Re: [PATCH v2 1/8] rcu: Introduce call_rcu_lazy() API implementation

From: Paul E. McKenney
Date: Tue Jul 12 2022 - 18:41:58 EST


On Tue, Jul 12, 2022 at 05:10:41PM -0400, Joel Fernandes wrote:
>
>
> On 7/12/2022 5:04 PM, Paul E. McKenney wrote:
> > On Tue, Jul 12, 2022 at 04:53:48PM -0400, Joel Fernandes wrote:
> >>
> >> On 7/10/2022 12:03 PM, Paul E. McKenney wrote:
> >> [..]
> >>>>>> + // Note that if the bypass list has lazy CBs, and the main list is
> >>>>>> + // empty, and rhp happens to be non-lazy, then we end up flushing all
> >>>>>> + // the lazy CBs to the main list as well.
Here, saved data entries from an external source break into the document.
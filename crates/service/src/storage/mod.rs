//! Generic JSON object store: CRUD, ACL enforcement, property/delta mutation
//! and a filter/sort/page query engine over client-defined bodies.

pub mod acl;
pub mod domain;
pub mod filter;
pub mod query;
pub mod repo;
pub mod repository;
pub mod service;

pub use service::StorageObjectService;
That's the right thing to do,
> >>>>>> + // since we are kick-starting RCU GP processing anyway for the non-lazy
> >>>>>> + // one, we can just reuse that GP for the already queued-up lazy ones.
> >>>>>> + if ((rdp->nocb_nobypass_count < nocb_nobypass_lim_per_jiffy && !lazy) ||
> >>>>>> + (lazy && n_lazy_cbs >= qhimark)) {
> >>>>>> rcu_nocb_lock(rdp);
> >>>>>> *was_alldone = !rcu_segcblist_pend_cbs(&rdp->cblist);
> >>>>>> if (*was_alldone)
> >>>>>> trace_rcu_nocb_wake(rcu_state.name, rdp->cpu,
> >>>>>> - TPS("FirstQ"));
> >>>>>> - WARN_ON_ONCE(!rcu_nocb_flush_bypass(rdp, NULL, j));
> >>>>>> + lazy ? TPS("FirstLazyQ") : TPS("FirstQ"));
> >>>>>> + WARN_ON_ONCE(!rcu_nocb_flush_bypass(rdp, NULL, j, false));
> >>>>>
> >>>>> The "false" here instead of "lazy" is because the caller is to do the
> >>>>> enqueuing, correct?
> >>>>
> >>>> There is no difference between using false or lazy here, because the bypass
> >>>> flush is not also enqueuing the lazy callback, right?
> >>>>
> >>>> We can also pass lazy instead of false if that's less confusing.
> >>>>
> >>>> Or maybe I missed the issue you're raising?
> >>>
> >>> I am mostly checking up on your intended meaning of "lazy" in various
> >>> contexts. It could mean only that the caller requested laziness, or in
> >>> some cases it could mean that the callback actually will be lazy.
> >>>
> >>> I can rationalize the "false" above as a "don't care" in this case
> >>> because (as you say) there is not callback. In which case this code
> >>> is OK as is, as long as the header comment for rcu_nocb_flush_bypass()
> >>> clearly states that this parameter has meaning only when there really
> >>> is a callback being queued.
> >>
> >> I decided to change this and the below to "lazy" variable instead of
> >> true/false, as the code is cleaner and less confusing IMO. It makes
> >> sense to me and in my testing it works fine. Hope that's Ok with you.
> >
> > Sounds plausible.
> >
> >> About changing the lazy length count to a flag, one drawback of doing
> >> that is, say if there are some non-lazy CBs in the bypass list, then the
> >> lazy shrinker will end up reporting an inaccurate count. Also
> >> considering that it might be harder to add the count back later say if
> >> we need it for tracing, I would say lets leave it as is. I will keep the
> >> counter for v3 and we can discuss. Does that sound good to you?
> >
> > You lost me on this one. If there are any non-lazy callbacks, the whole
> > bypass list is already being treated as non-lazy, right? If so, then
> > the lazy shrinker should report the full count if all callbacks are lazy,
> > and should report none otherwise. Or am I missing something here?
> >
>
> That's one way to interpret it, another way is say there were a 1000
> lazy CBs, and now 1 non-lazy came in. The shrinker could report the lazy
> count as 0 per your interpretation. Yes its true they will get flushed
> out in the next jiffie, but for that time instant, the number of lazy
> CBs in the list is not zero! :) Yeah OK its a weak argument, still an
> argument! ;-)
>
> In any case, we saw the need for the length of the segcb lists to figure
> out things via tracing, so I suspect we may need this in the future as
> well, its a small cost so I would rather keep it if that's Ok with you! :)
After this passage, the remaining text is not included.